Up to now, most of the studies aiming to develop microbial soil quality indicators applicable to complex environments, such as soil, were biased by the unculturability of many microorganisms and the lack of sensitivity of traditional microbiological methods.[1] The recent development of numerous molecular biology methods based primarily on amplification of soil-extracted nucleic acids have provided a pertinent alternative to classical culture-based microbiological methods, providing unique insight into the composition, richness, and structure of microbial communities.[2],[3],[4],[5],[6] DNA‑based approaches are now well-established in soil ecology and serve as genotypic (molecular genetic) markers for determining microbial diversity.

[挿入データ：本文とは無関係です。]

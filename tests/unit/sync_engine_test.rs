//! End-to-end reconciler tests: fake remote catalog, real SQLite bookmark
//! tree and metadata store.

#[path = "../support/mod.rs"]
mod support;

use std::sync::atomic::{AtomicUsize, Ordering};
use std::sync::Arc;

use async_trait::async_trait;

use raindrop_sync::managers::bookmark_manager::BookmarkStore;
use raindrop_sync::services::sync_engine::{CancelToken, SyncEngine, MAX_TITLE_CHARS};
use raindrop_sync::types::bookmark::{BookmarkChanges, BookmarkNode, FolderChanges};
use raindrop_sync::types::errors::StoreError;
use raindrop_sync::types::settings::{EngineSettings, MaterializationPolicy};
use raindrop_sync::types::status::{SyncOutcome, SyncPhase, SyncReason, SyncRequest};

use support::{collection, group, item, Harness};

const ROOT: &str = "Raindrop";
const WORK: i64 = 10;
const READING: i64 = 20;

fn forced() -> SyncRequest {
    SyncRequest { force: true, ..SyncRequest::manual() }
}

/// Store that fails bookmark creation for one URL and can cancel a run after
/// a number of folder creations. Everything else goes to the real store.
struct ScriptedStore {
    inner: Arc<dyn BookmarkStore>,
    fail_url: Option<String>,
    cancel_after_folders: Option<(usize, CancelToken)>,
    folders: AtomicUsize,
}

impl ScriptedStore {
    fn over(inner: Arc<dyn BookmarkStore>) -> Self {
        Self {
            inner,
            fail_url: None,
            cancel_after_folders: None,
            folders: AtomicUsize::new(0),
        }
    }
}

#[async_trait]
impl BookmarkStore for ScriptedStore {
    async fn create_folder(&self, parent_id: &str, title: &str) -> Result<BookmarkNode, StoreError> {
        let folder = self.inner.create_folder(parent_id, title).await?;
        let made = self.folders.fetch_add(1, Ordering::SeqCst) + 1;
        if let Some((limit, token)) = &self.cancel_after_folders {
            if made >= *limit {
                token.cancel();
            }
        }
        Ok(folder)
    }

    async fn update_folder(&self, id: &str, changes: FolderChanges) -> Result<BookmarkNode, StoreError> {
        self.inner.update_folder(id, changes).await
    }

    async fn delete_folder_recursive(&self, id: &str) -> Result<(), StoreError> {
        self.inner.delete_folder_recursive(id).await
    }

    async fn create_bookmark(&self, parent_id: &str, title: &str, url: &str) -> Result<BookmarkNode, StoreError> {
        if self.fail_url.as_deref() == Some(url) {
            return Err(StoreError::DatabaseError("disk I/O error".to_string()));
        }
        self.inner.create_bookmark(parent_id, title, url).await
    }

    async fn update_bookmark(&self, id: &str, changes: BookmarkChanges) -> Result<BookmarkNode, StoreError> {
        self.inner.update_bookmark(id, changes).await
    }

    async fn delete_bookmark(&self, id: &str) -> Result<(), StoreError> {
        self.inner.delete_bookmark(id).await
    }

    async fn get_node(&self, id: &str) -> Result<Option<BookmarkNode>, StoreError> {
        self.inner.get_node(id).await
    }

    async fn list_children(&self, parent_id: &str) -> Result<Vec<BookmarkNode>, StoreError> {
        self.inner.list_children(parent_id).await
    }

    async fn find_top_level_folders_by_title(&self, title: &str) -> Result<Vec<BookmarkNode>, StoreError> {
        self.inner.find_top_level_folders_by_title(title).await
    }

    fn bookmarks_bar_id(&self) -> String {
        self.inner.bookmarks_bar_id()
    }
}

fn scripted_engine(h: &Harness, store: ScriptedStore) -> SyncEngine {
    SyncEngine::new(
        Arc::new(store),
        h.remote.clone(),
        h.metadata.clone(),
        h.status.clone(),
        EngineSettings::default(),
    )
}

/// Two root collections, two items in Work and one unsorted item.
fn work_and_reading(h: &Harness) {
    h.remote.set_collections(
        vec![collection(WORK, "Work", None, 0), collection(READING, "Reading", None, 1)],
        vec![],
    );
    h.remote.set_items(vec![
        item(1, "Rust Book", Some("https://doc.rust-lang.org/book/"), WORK, 1_000),
        item(2, "Tokio", Some("https://tokio.rs"), WORK, 3_000),
        item(3, "Later", Some("https://later.example"), -1, 2_000),
    ]);
}

#[tokio::test]
async fn test_first_sync_builds_tree_and_advances_watermark() {
    let h = Harness::new();
    work_and_reading(&h);

    let report = h
        .engine(EngineSettings::default())
        .run(SyncRequest::manual(), &CancelToken::new())
        .await
        .unwrap();

    assert_eq!(report.reason, SyncReason::MissingLocalFolder);
    assert_eq!(report.outcome, SyncOutcome::Completed);
    assert_eq!(report.counts.created, 3);
    assert_eq!(report.counts.errors, 0);
    assert_eq!(report.watermark, Some(3_000));

    assert_eq!(h.root_children(ROOT).await, vec!["Unsorted", "Work", "Reading"]);
    assert_eq!(
        h.bookmarks_in(ROOT, &["Unsorted"]).await,
        vec![("Later".to_string(), "https://later.example".to_string())]
    );
    assert_eq!(
        h.bookmarks_in(ROOT, &["Work"]).await,
        vec![
            ("Rust Book".to_string(), "https://doc.rust-lang.org/book/".to_string()),
            ("Tokio".to_string(), "https://tokio.rs".to_string()),
        ]
    );
    assert!(h.bookmarks_in(ROOT, &["Reading"]).await.is_empty());
    assert_eq!(h.metadata.last_sync_timestamp().await.unwrap(), 3_000);

    let mapping = h.metadata.collection_mapping().await.unwrap();
    let keys: Vec<&str> = mapping.keys().map(String::as_str).collect();
    assert_eq!(keys, vec!["10", "20", "unsorted"]);
    assert_eq!(h.metadata.raindrop_mapping().await.unwrap().len(), 3);
}

#[tokio::test]
async fn test_groups_become_folders_with_other_last() {
    let h = Harness::new();
    work_and_reading(&h);
    h.remote.set_groups(vec![group("G1", 0, &[WORK])]);

    h.engine(EngineSettings::default())
        .run(SyncRequest::manual(), &CancelToken::new())
        .await
        .unwrap();

    assert_eq!(h.root_children(ROOT).await, vec!["Unsorted", "G1", "Other"]);
    assert_eq!(h.bookmarks_in(ROOT, &["G1", "Work"]).await.len(), 2);
    assert!(h.bookmarks_in(ROOT, &["Other", "Reading"]).await.is_empty());
    assert_eq!(h.bookmarks_in(ROOT, &["Unsorted"]).await.len(), 1);
}

#[tokio::test]
async fn test_nested_collections_follow_parents() {
    let h = Harness::new();
    h.remote.set_collections(
        vec![collection(WORK, "Work", None, 0)],
        vec![
            collection(11, "Docs", Some(WORK), 1),
            collection(12, "Api", Some(WORK), 0),
            collection(13, "Guides", Some(11), 0),
        ],
    );
    h.remote
        .set_items(vec![item(1, "Guide", Some("https://guide.example"), 13, 10)]);

    h.engine(EngineSettings::default())
        .run(SyncRequest::manual(), &CancelToken::new())
        .await
        .unwrap();

    assert_eq!(h.bookmarks_in(ROOT, &["Work", "Docs", "Guides"]).await.len(), 1);
    let work_children: Vec<String> = {
        let mapping = h.metadata.collection_mapping().await.unwrap();
        h.store
            .list_children(&mapping["10"])
            .await
            .unwrap()
            .into_iter()
            .map(|n| n.title)
            .collect()
    };
    assert_eq!(work_children, vec!["Api", "Docs"]);
}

The results of molecular analyses of soil microbial communities and/or populations rely on two main parameters:
- a) the extraction of DNA representative of the indigenous bacterial community composition;
- b) PCR bias, such as the choice of primers, the concentration of amplified DNA, errors in the PCR, or even the method chosen for analysis.[4],[7],[8],[9] Recently, numerous studies have investigated new methods to improve extraction, purification, amplification, and quantification of DNA from soils[10].
The first edition (ISO 11063:2012) described the procedure used to extract DNA directly from soil samples suitable for the study of the composition of microbial community by both quantitative (q‑PCR) and qualitative (A-RISA) approaches[11].
The aim of this document is to describe a new method recently reported[12] derived from the first edition procedure to analyse the diversity of soil microorganisms by next‑generation sequencing of ribosomal amplicons generated by polymerase chain reactions (PCR) using soil DNA as template. This new method was shown to increase the DNA recovery and to better represents the abundance and the structure of archaeal and fungal communities as compared to the original method[12].